Published in the Journal of Thoracic Oncology, the paper analysed molecular profiling data from 82,328 people with lung cancer, making it the largest dataset of its kind published so far. The findings showed actionable genomic alterations in 35.1% of cases overall, including 45.8% in adenocarcinoma, 40.9% in adenosquamous carcinoma and 29.1% in sarcomatoid carcinoma.
This strengthens the case for testing beyond the narrow assumptions that can still shape practice. The authors conclude that biomarker prevalence across many histological subtypes is sufficient for all NSCLC cases to be considered for biomarker workup.
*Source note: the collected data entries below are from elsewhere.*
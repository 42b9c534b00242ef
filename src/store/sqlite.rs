//! SQLite-backed record store.
//!
//! One writer connection behind a mutex serializes appends. File-backed
//! stores run in WAL mode and serve reads from an r2d2 pool of read-only
//! connections; in-memory stores route reads through the writer connection.

use super::schema::{RECORD_COLUMNS, RECORD_SCHEMA, SCHEMA_VERSION};
use super::{MatchCount, RecordStore};
use crate::clock::Clock;
use crate::query::filter::RecordFilter;
use crate::query::page::{PageStart, Pagination, MAX_LIMIT};
use crate::record::model::{ClientMetadata, RecordDraft, ValidationOutcome, ValidationRecord};
use crate::stats::snapshot::{ActivityBucket, Granularity, StatsSnapshot};
use crate::LicenseLogError;
use chrono::{DateTime, Utc};
use r2d2::Pool;
use r2d2_sqlite::SqliteConnectionManager;
use rusqlite::types::Value;
use rusqlite::{
    params, params_from_iter, Connection, OpenFlags, OptionalExtension, Row, TransactionBehavior,
};
use std::fs;
use std::path::Path;
use std::sync::{Arc, Mutex, MutexGuard};
use std::time::Duration;
use tracing::{debug, info};

/// How long a connection waits on a locked database before failing.
const BUSY_TIMEOUT: Duration = Duration::from_secs(5);

/// Path SQLite treats as a private in-memory database.
pub const IN_MEMORY_PATH: &str = ":memory:";

/// SQLite record store.
pub struct SqliteRecordStore {
    writer: Mutex<Connection>,
    readers: Option<Pool<SqliteConnectionManager>>,
    clock: Arc<dyn Clock>,
}

impl SqliteRecordStore {
    /// Open (creating if needed) a file-backed store.
    ///
    /// The parent directory is created when missing. `read_connections`
    /// bounds the reader pool; zero routes reads through the writer.
    /// [`IN_MEMORY_PATH`] opens the same store as [`SqliteRecordStore::memory`],
    /// since every connection to it would see a different database.
    pub fn open(
        path: &Path,
        read_connections: usize,
        clock: Arc<dyn Clock>,
    ) -> Result<Self, LicenseLogError> {
        if path.as_os_str() == IN_MEMORY_PATH {
            return Self::memory(clock);
        }

        if let Some(parent) = path.parent().filter(|p| !p.as_os_str().is_empty()) {
            fs::create_dir_all(parent).map_err(|e| {
                LicenseLogError::Storage(format!(
                    "Failed to create database directory {}: {}",
                    parent.display(),
                    e
                ))
            })?;
        }

        let conn = Connection::open(path)?;
        let mode: String =
            conn.pragma_update_and_check(None, "journal_mode", "WAL", |row| row.get(0))?;
        Self::init_connection(&conn)?;
        info!(path = %path.display(), journal_mode = %mode, "record store opened");

        let size = u32::try_from(read_connections).unwrap_or(u32::MAX);
        let readers = (size > 0)
            .then(|| Self::reader_pool(path, size))
            .transpose()?;

        Ok(Self {
            writer: Mutex::new(conn),
            readers,
            clock,
        })
    }

    /// Create an in-memory store (for testing).
    pub fn memory(clock: Arc<dyn Clock>) -> Result<Self, LicenseLogError> {
        let conn = Connection::open_in_memory()?;
        Self::init_connection(&conn)?;
        Ok(Self {
            writer: Mutex::new(conn),
            readers: None,
            clock,
        })
    }

    fn reader_pool(
        path: &Path,
        size: u32,
    ) -> Result<Pool<SqliteConnectionManager>, LicenseLogError> {
        let manager = SqliteConnectionManager::file(path)
            .with_flags(OpenFlags::SQLITE_OPEN_READ_ONLY | OpenFlags::SQLITE_OPEN_NO_MUTEX)
            .with_init(|conn| conn.busy_timeout(BUSY_TIMEOUT));
        let pool = Pool::builder()
            .max_size(size)
            .connection_timeout(BUSY_TIMEOUT)
            .build(manager)?;
        Ok(pool)
    }

    fn init_connection(conn: &Connection) -> Result<(), LicenseLogError> {
        conn.busy_timeout(BUSY_TIMEOUT)?;
        let version: i64 = conn.pragma_query_value(None, "user_version", |row| row.get(0))?;
        if version > SCHEMA_VERSION {
            return Err(LicenseLogError::Storage(format!(
                "database schema version {} is newer than supported version {}",
                version, SCHEMA_VERSION
            )));
        }
        conn.execute_batch(RECORD_SCHEMA)?;
        conn.pragma_update(None, "user_version", SCHEMA_VERSION)?;
        Ok(())
    }

    fn lock_writer(&self) -> Result<MutexGuard<'_, Connection>, LicenseLogError> {
        self.writer
            .lock()
            .map_err(|_| LicenseLogError::Storage("writer connection lock poisoned".to_string()))
    }

    fn with_reader<T>(
        &self,
        f: impl FnOnce(&Connection) -> Result<T, LicenseLogError>,
    ) -> Result<T, LicenseLogError> {
        match &self.readers {
            Some(pool) => {
                let conn = pool.get()?;
                f(&conn)
            }
            None => {
                let conn = self.lock_writer()?;
                f(&conn)
            }
        }
    }
}
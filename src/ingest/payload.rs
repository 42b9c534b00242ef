//! Schema-checked parse of incoming validation payloads.
//!
//! The raw JSON body is decoded into [`ValidationPayload`] and then
//! normalized into a [`RecordDraft`]. Nothing reaches the store unless
//! every check here passes.

use crate::record::model::{ClientMetadata, RecordDraft, ValidationOutcome};
use crate::LicenseLogError;
use serde::Deserialize;
use serde_json::{Map, Value};

/// Maximum length of `license_key`, `device_id` and `user_id` in bytes.
pub const MAX_IDENTIFIER_BYTES: usize = 256;

/// Maximum number of `client_metadata` entries.
pub const MAX_METADATA_ENTRIES: usize = 32;

/// Maximum metadata key length in bytes.
pub const MAX_METADATA_KEY_BYTES: usize = 64;

/// Maximum metadata value length in bytes.
pub const MAX_METADATA_VALUE_BYTES: usize = 512;

/// Raw ingestion payload as sent by clients.
#[derive(Debug, Clone, Default, Deserialize)]
pub struct ValidationPayload {
    /// License identifier. Required.
    #[serde(default)]
    pub license_key: Option<String>,

    /// Device identifier.
    #[serde(default)]
    pub device_id: Option<String>,

    /// User identifier.
    #[serde(default)]
    pub user_id: Option<String>,

    /// Outcome string. `status` is accepted for older clients.
    #[serde(default, alias = "status")]
    pub result: Option<String>,

    /// Free-form client metadata. `device_info` is accepted for older clients.
    #[serde(default, alias = "device_info")]
    pub client_metadata: Option<Map<String, Value>>,
}

/// Decode a JSON body into a payload.
pub fn parse_payload(body: &[u8]) -> Result<ValidationPayload, LicenseLogError> {
    serde_json::from_slice(body)
        .map_err(|e| LicenseLogError::validation(format!("Malformed JSON payload: {}", e)))
}

impl ValidationPayload {
    /// Validate and normalize into a draft record.
    ///
    /// `ip_address` is the peer address observed by the server; clients
    /// cannot set it.
    pub fn into_draft(self, ip_address: Option<String>) -> Result<RecordDraft, LicenseLogError> {
        let license_key = self
            .license_key
            .map(|k| k.trim().to_string())
            .filter(|k| !k.is_empty())
            .ok_or_else(|| LicenseLogError::validation("license_key is required"))?;
        check_len("license_key", &license_key, MAX_IDENTIFIER_BYTES)?;

        let device_id = optional_identifier("device_id", self.device_id)?;
        let user_id = optional_identifier("user_id", self.user_id)?;

        let result = match self.result {
            None => ValidationOutcome::Unknown,
            Some(raw) => raw.parse().map_err(|_| {
                LicenseLogError::validation(format!(
                    "result must be one of success, failure, expired, revoked, unknown (got {:?})",
                    raw
                ))
            })?,
        };

        let client_metadata = normalize_metadata(self.client_metadata.unwrap_or_default())?;

        Ok(RecordDraft {
            license_key,
            device_id,
            user_id,
            result,
            ip_address,
            client_metadata,
        })
    }
}

fn optional_identifier(
    field: &str,
    value: Option<String>,
) -> Result<Option<String>, LicenseLogError> {
    let Some(value) = value.map(|v| v.trim().to_string()) else {
        return Ok(None);
    };
    if value.is_empty() {
        return Ok(None);
    }
    check_len(field, &value, MAX_IDENTIFIER_BYTES)?;
    Ok(Some(value))
}

fn check_len(field: &str, value: &str, max: usize) -> Result<(), LicenseLogError> {
    if value.len() > max {
        return Err(LicenseLogError::validation(format!(
            "{} exceeds {} bytes",
            field, max
        )));
    }
    Ok(())
}

/// Flatten metadata to string values and enforce size caps.
///
/// Numbers and booleans are stringified; nulls, arrays and objects are rejected.
fn normalize_metadata(raw: Map<String, Value>) -> Result<ClientMetadata, LicenseLogError> {
    if raw.len() > MAX_METADATA_ENTRIES {
        return Err(LicenseLogError::validation(format!(
            "client_metadata has {} entries, maximum is {}",
            raw.len(),
            MAX_METADATA_ENTRIES
        )));
    }

    let mut out = ClientMetadata::new();
    for (key, value) in raw {
        if key.trim().is_empty() {
            return Err(LicenseLogError::validation(
                "client_metadata keys cannot be empty",
            ));
        }
        check_len("client_metadata key", &key, MAX_METADATA_KEY_BYTES)?;

        let value = match value {
            Value::String(s) => s,
            Value::Number(n) => n.to_string(),
            Value::Bool(b) => b.to_string(),
            other => {
                return Err(LicenseLogError::validation(format!(
                    "client_metadata[{}] must be a string, number or boolean, got {}",
                    key,
                    json_kind(&other)
                )))
            }
        };
        check_len(&format!("client_metadata[{}]", key), &value, MAX_METADATA_VALUE_BYTES)?;
        out.insert(key, value);
    }
    Ok(out)
}

fn json_kind(value: &Value) -> &'static str {
    match value {
        Value::Null => "null",
        Value::Bool(_) => "boolean",
        Value::Number(_) => "number",
        Value::String(_) => "string",
        Value::Array(_) => "array",
        Value::Object(_) => "object",
    }
}
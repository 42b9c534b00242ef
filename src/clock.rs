//! Deterministic clock abstraction for testable time-dependent logic.

use chrono::{DateTime, Utc};

/// Clock trait for deterministic time in tests.
pub trait Clock: Send + Sync {
    /// Get the current UTC time.
    fn now_utc(&self) -> DateTime<Utc>;
}

/// System clock using actual wall time.
#[derive(Debug, Clone, Copy, Default)]
pub struct SystemClock;

impl Clock for SystemClock {
    fn now_utc(&self) -> DateTime<Utc> {
        Utc::now()
    }
}

/// Mock clock for deterministic testing.
///
/// Shared behind an `Arc` by the store, so advancing goes through a mutex.
#[cfg(any(test, feature = "test-seams"))]
#[derive(Debug)]
pub struct MockClock {
    now: std::sync::Mutex<DateTime<Utc>>,
}

#[cfg(any(test, feature = "test-seams"))]
impl MockClock {
    /// Create a mock clock frozen at the given time.
    pub fn new(now: DateTime<Utc>) -> Self {
        Self {
            now: std::sync::Mutex::new(now),
        }
    }

    /// Create a mock clock from an RFC 3339 string.
    pub fn from_rfc3339(s: &str) -> Self {
        Self::new(
            DateTime::parse_from_rfc3339(s)
                .expect("valid RFC 3339")
                .with_timezone(&Utc),
        )
    }

    /// Advance the clock by a duration. Negative durations step backwards.
    pub fn advance(&self, duration: chrono::Duration) {
        let mut now = self.now.lock().expect("mock clock poisoned");
        *now += duration;
    }
}

#[cfg(any(test, feature = "test-seams"))]
impl Clock for MockClock {
    fn now_utc(&self) -> DateTime<Utc> {
        *self.now.lock().expect("mock clock poisoned")
    }
}

#[cfg(test)]
mod tests {
    use super::*;
    use chrono::Datelike;

    #[test]
    fn system_clock_returns_time() {
        let clock = SystemClock;
        let now = clock.now_utc();
        assert!(now.year() >= 2024);
    }

    #[test]
    fn mock_clock_is_deterministic() {
        let clock = MockClock::from_rfc3339("2025-01-15T12:00:00Z");
        assert_eq!(clock.now_utc().to_rfc3339(), "2025-01-15T12:00:00+00:00");
        assert_eq!(clock.now_utc().to_rfc3339(), "2025-01-15T12:00:00+00:00");
    }

    #[test]
    fn mock_clock_advances_through_shared_ref() {
        let clock = std::sync::Arc::new(MockClock::from_rfc3339("2025-01-15T12:00:00Z"));
        let shared = clock.clone();
        shared.advance(chrono::Duration::hours(1));
        assert_eq!(clock.now_utc().to_rfc3339(), "2025-01-15T13:00:00+00:00");
    }
}
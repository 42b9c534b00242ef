//! Validation record data model.

pub mod model;

use sha2::{Digest, Sha256};

/// Short hex fingerprint of a license key, safe to write to logs.
pub fn key_fingerprint(license_key: &str) -> String {
    let hash = Sha256::digest(license_key.as_bytes());
    hex::encode(&hash[..6])
}
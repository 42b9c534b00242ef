//! # licenselog
//!
//! **License validation activity logging over HTTP.**
//!
//! licenselog records every license validation attempt reported by client
//! applications into a single SQLite database, and serves search and
//! statistics over those records.
//!
//! ## Features
//!
//! - **Append-only log**: each attempt becomes one immutable record with a
//!   server-assigned id and timestamp
//! - **Filtered search**: by license, device, user, outcome and time range,
//!   with offset or cursor pagination
//! - **Statistics**: per-license, store-wide and trailing-window activity
//! - **Shared-secret auth**: every `/api` route requires `X-API-Key`
//!
//! ## Quickstart
//!
//! ```no_run
//! use licenselog::{LicenseLogError, LoggerConfig};
//!
//! #[tokio::main]
//! async fn main() -> Result<(), LicenseLogError> {
//!     let config = LoggerConfig::new("change-me", "/var/lib/licenselog/logs.db");
//!     licenselog::server::serve(config).await
//! }
//! ```
//!
//! ## Embedding
//!
//! The [`LogManager`] exposes the same operations without HTTP:
//!
//! ```no_run
//! use licenselog::{LogManager, LoggerConfig};
//! use licenselog::ingest::payload::parse_payload;
//!
//! fn main() -> Result<(), licenselog::LicenseLogError> {
//!     let manager = LogManager::new(LoggerConfig::new("secret", "logs.db"))?;
//!     let payload = parse_payload(br#"{"license_key":"ABC-123","result":"success"}"#)?;
//!     manager.ingest(payload, None)?;
//!
//!     let stats = manager.license_stats("ABC-123")?;
//!     assert_eq!(stats.stats.total, 1);
//!     Ok(())
//! }
//! ```
//!
//! ## Configuration
//!
//! - `API_KEY` - shared secret, required
//! - `LOG_DB_PATH` - database file
//! - `HOST` / `PORT` - bind address
//! - `DEBUG` - enables `/api/debug/db-status`
//!
//! See [`LoggerConfig`] for full documentation.

#![warn(missing_docs)]

// Core modules
pub mod clock;
pub mod config;
pub mod errors;

// Data model
pub mod record;

// Ingestion layer
pub mod ingest;

// Storage layer
pub mod store;

// Query and statistics layers
pub mod query;
pub mod stats;

// Policy layer
pub mod policy;

// Manager (main public API)
pub mod manager;

// HTTP gateway
pub mod server;

// Re-exports for public API
pub use clock::{Clock, SystemClock};
pub use config::LoggerConfig;
pub use errors::LicenseLogError;
pub use manager::{IngestReceipt, LogManager};
pub use record::model::{ValidationOutcome, ValidationRecord};
pub use store::{RecordStore, SqliteRecordStore};

#[cfg(any(test, feature = "test-seams"))]
pub use clock::MockClock;
//! licenselog server binary.

use licenselog::{LicenseLogError, LoggerConfig};
use tracing::error;
use tracing_subscriber::layer::SubscriberExt;
use tracing_subscriber::util::SubscriberInitExt;
use tracing_subscriber::EnvFilter;

fn init_tracing() {
    let filter = EnvFilter::try_from_env("LICENSELOG_LOG").unwrap_or_else(|_| EnvFilter::new("info"));
    let json = std::env::var("LICENSELOG_LOG_FORMAT").is_ok_and(|v| v.eq_ignore_ascii_case("json"));

    let registry = tracing_subscriber::registry().with(filter);
    if json {
        registry.with(tracing_subscriber::fmt::layer().json()).init();
    } else {
        registry.with(tracing_subscriber::fmt::layer()).init();
    }
}

#[tokio::main]
async fn main() -> Result<(), LicenseLogError> {
    init_tracing();

    let config = LoggerConfig::from_env()?;
    if let Err(e) = licenselog::server::serve(config).await {
        error!(error = %e, "license logger exited with error");
        return Err(e);
    }
    Ok(())
}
This matters for people across Europe. Biomarker testing helps guide treatment decisions, identify targetable drivers and make precision medicine possible. But access is still uneven, and people can miss out when testing is delayed, limited by local practice, or not built properly into diagnostic pathways. Lung Cancer Europe has consistently called for timely and equitable access to innovation, including biomarker testing, and for accurate and timely diagnosis as a basic part of good lung cancer care.
The message from this dataset is clear. Broad biomarker testing in NSCLC should not be treated as optional or selective. If testing is what helps shape the next step in care, it needs to happen early and routinely.